Interim storm protection along Intracoastal and Industrial canals in question
The Army Corps of Engineers on Wednesday did not bring encouraging news about the chances of temporarily beefing up storm-surge protection in the Gulf Intracoastal Waterway and Industrial Canal to a joint meeting of two New Orleans City Council committees.
It would take until the start of the 2009 hurricane season to build a $100 million temporary gate on the Gulf Intracoastal Waterway east of Paris Road, Col. Jeffrey Bedey, commander of the corps' Hurricane Protection Office in New Orleans, told members of the Public Works and Restoration committees.

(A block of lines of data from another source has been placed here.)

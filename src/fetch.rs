use chrono::{DateTime, Utc};
use tracing::{debug, info};

use crate::github::{fetch_account, AccountData, FetchError};
use crate::scoring::{calculate_report, ScoreReport, ScoringConfig};

/// Fetch an account and score it against `now`.
///
/// Fetch failures short-circuit; the scorer only ever sees complete data.
pub async fn fetch_and_score(
    client: &octocrab::Octocrab,
    username: &str,
    scoring: &ScoringConfig,
    now: DateTime<Utc>,
) -> Result<(AccountData, ScoreReport), FetchError> {
    info!(username, "analyzing account");
    let data = fetch_account(client, username).await?;

    debug!(
        repositories = data.repositories.len(),
        events = data.events.len(),
        followers = data.profile.followers,
        "fetched account data"
    );

    let report = calculate_report(&data, scoring, now);
    debug!(total = report.total, tier = %report.tier, "scored account");
    Ok((data, report))
}
#![allow(deprecated)]

use assert_cmd::Command;
use predicates::prelude::*;
use std::fs;
use tempfile::TempDir;

/// Binary with an isolated HOME so no user config leaks in
fn gh_strength(home: &TempDir) -> Command {
    let mut cmd = Command::cargo_bin("gh-strength").expect("binary should compile");
    cmd.env("HOME", home.path())
        .env_remove("GH_STRENGTH_TOKEN")
        .env_remove("GITHUB_TOKEN")
        .env_remove("GH_STRENGTH_LOG");
    cmd
}

#[test]
fn help_lists_subcommands() {
    let home = TempDir::new().unwrap();
    gh_strength(&home)
        .arg("--help")
        .assert()
        .success()
        .stdout(predicate::str::contains("analyze"))
        .stdout(predicate::str::contains("password"));
}

#[test]
fn password_generate_prints_requested_count() {
    let home = TempDir::new().unwrap();
    gh_strength(&home)
        .args(["password", "generate", "--length", "20", "--count", "3"])
        .assert()
        .success()
        .stdout(predicate::str::contains("Password #1:"))
        .stdout(predicate::str::contains("Password #3:"))
        .stdout(predicate::str::contains("Password #4:").not())
        .stdout(predicate::str::contains("Good length"));
}

#[test]
fn password_generate_digits_only() {
    let home = TempDir::new().unwrap();
    let output = gh_strength(&home)
        .args([
            "password",
            "generate",
            "-l",
            "12",
            "--no-lowercase",
            "--no-uppercase",
            "--no-symbols",
        ])
        .output()
        .unwrap();
    assert!(output.status.success());

    let stdout = String::from_utf8(output.stdout).unwrap();
    let password = stdout.lines().nth(1).unwrap().trim();
    assert_eq!(password.len(), 12);
    assert!(password.chars().all(|c| c.is_ascii_digit()));
}

#[test]
fn password_generate_rejects_short_length() {
    let home = TempDir::new().unwrap();
    gh_strength(&home)
        .args(["password", "generate", "--length", "4"])
        .assert()
        .code(4)
        .stderr(predicate::str::contains("password.length"));
}

#[test]
fn password_defaults_come_from_config() {
    let home = TempDir::new().unwrap();
    let config = home.path().join("custom.yaml");
    fs::write(&config, "password:\n  length: 30\n  count: 2\n").unwrap();

    let output = gh_strength(&home)
        .arg("--config")
        .arg(&config)
        .args(["password", "generate"])
        .output()
        .unwrap();
    assert!(output.status.success());

    let stdout = String::from_utf8(output.stdout).unwrap();
    assert!(stdout.contains("Password #2:"));
    let password = stdout.lines().nth(1).unwrap().trim();
    assert_eq!(password.chars().count(), 30);
}

#[test]
fn missing_explicit_config_fails() {
    let home = TempDir::new().unwrap();
    gh_strength(&home)
        .args(["--config", "/definitely/not/here.yaml", "password", "generate"])
        .assert()
        .code(4)
        .stderr(predicate::str::contains("Config file not found"));
}

#[test]
fn invalid_scoring_config_reports_every_error() {
    let home = TempDir::new().unwrap();
    let config = home.path().join("bad.yaml");
    fs::write(
        &config,
        "scoring:\n  maintenance_window: \"someday\"\n  followers:\n    - { at_least: 1, points: 99 }\n",
    )
    .unwrap();

    gh_strength(&home)
        .arg("--config")
        .arg(&config)
        .args(["analyze", "octocat"])
        .assert()
        .code(4)
        .stderr(predicate::str::contains("scoring.followers[0].points"))
        .stderr(predicate::str::contains("scoring.maintenance_window"));
}

#[test]
fn analyze_rejects_invalid_username() {
    let home = TempDir::new().unwrap();
    gh_strength(&home)
        .args(["analyze", "not a user"])
        .assert()
        .code(4)
        .stderr(predicate::str::contains("Invalid GitHub username"));
}
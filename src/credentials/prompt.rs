use anyhow::Result;

use crate::prompt::prompt_hidden;

/// Prompts user for an optional GitHub personal access token.
/// Returns None when the user just presses Enter.
pub fn prompt_for_token() -> Result<Option<String>> {
    println!("A GitHub token raises the API rate limit (optional).");
    println!("Create one at: https://github.com/settings/tokens (no scopes needed)");
    println!();

    let token = prompt_hidden("Enter token (press Enter to skip): ")?;

    if token.is_empty() {
        Ok(None)
    } else {
        Ok(Some(token))
    }
}
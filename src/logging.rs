use tracing_subscriber::EnvFilter;

/// Environment variable holding a tracing filter, e.g. "gh_strength=trace"
pub const LOG_ENV_VAR: &str = "GH_STRENGTH_LOG";

/// Install the stderr log subscriber.
///
/// `GH_STRENGTH_LOG` takes precedence; otherwise `--verbose` selects debug
/// output for this crate and everything else stays at warn.
pub fn init(verbose: bool) {
    let default = if verbose { "warn,gh_strength=debug" } else { "warn" };
    let filter = EnvFilter::try_from_env(LOG_ENV_VAR).unwrap_or_else(|_| EnvFilter::new(default));

    let _ = tracing_subscriber::fmt()
        .with_env_filter(filter)
        .with_writer(std::io::stderr)
        .with_target(false)
        .try_init();
}
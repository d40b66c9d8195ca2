pub mod formatter;

pub use formatter::{
    format_json, format_meter, format_metric, format_password, format_password_meter, format_points,
    format_report, format_strength, should_use_colors,
};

Adding 3-foot metal plates to the tops of existing I-walls along the waterways, an option that would cost between $30 million and $50 million, also can't be completed until 2009, Bedey said.
And corps engineers are just now figuring out whether a third option, building 15-foot-high rock jetties in the Gulf Intracoastal Waterway, could both block surge and allow barge traffic to continue to use the channel, he said. He provided no estimate on when that work could be completed.
Bedey said the agency hopes to decide within a few weeks whether to adopt any of the temporary fixes or to just hope that a major hurricane doesn't hit the city while the corps concentrates on completing a long-term plan to protect the city from the surge caused by a 100-year hurricane.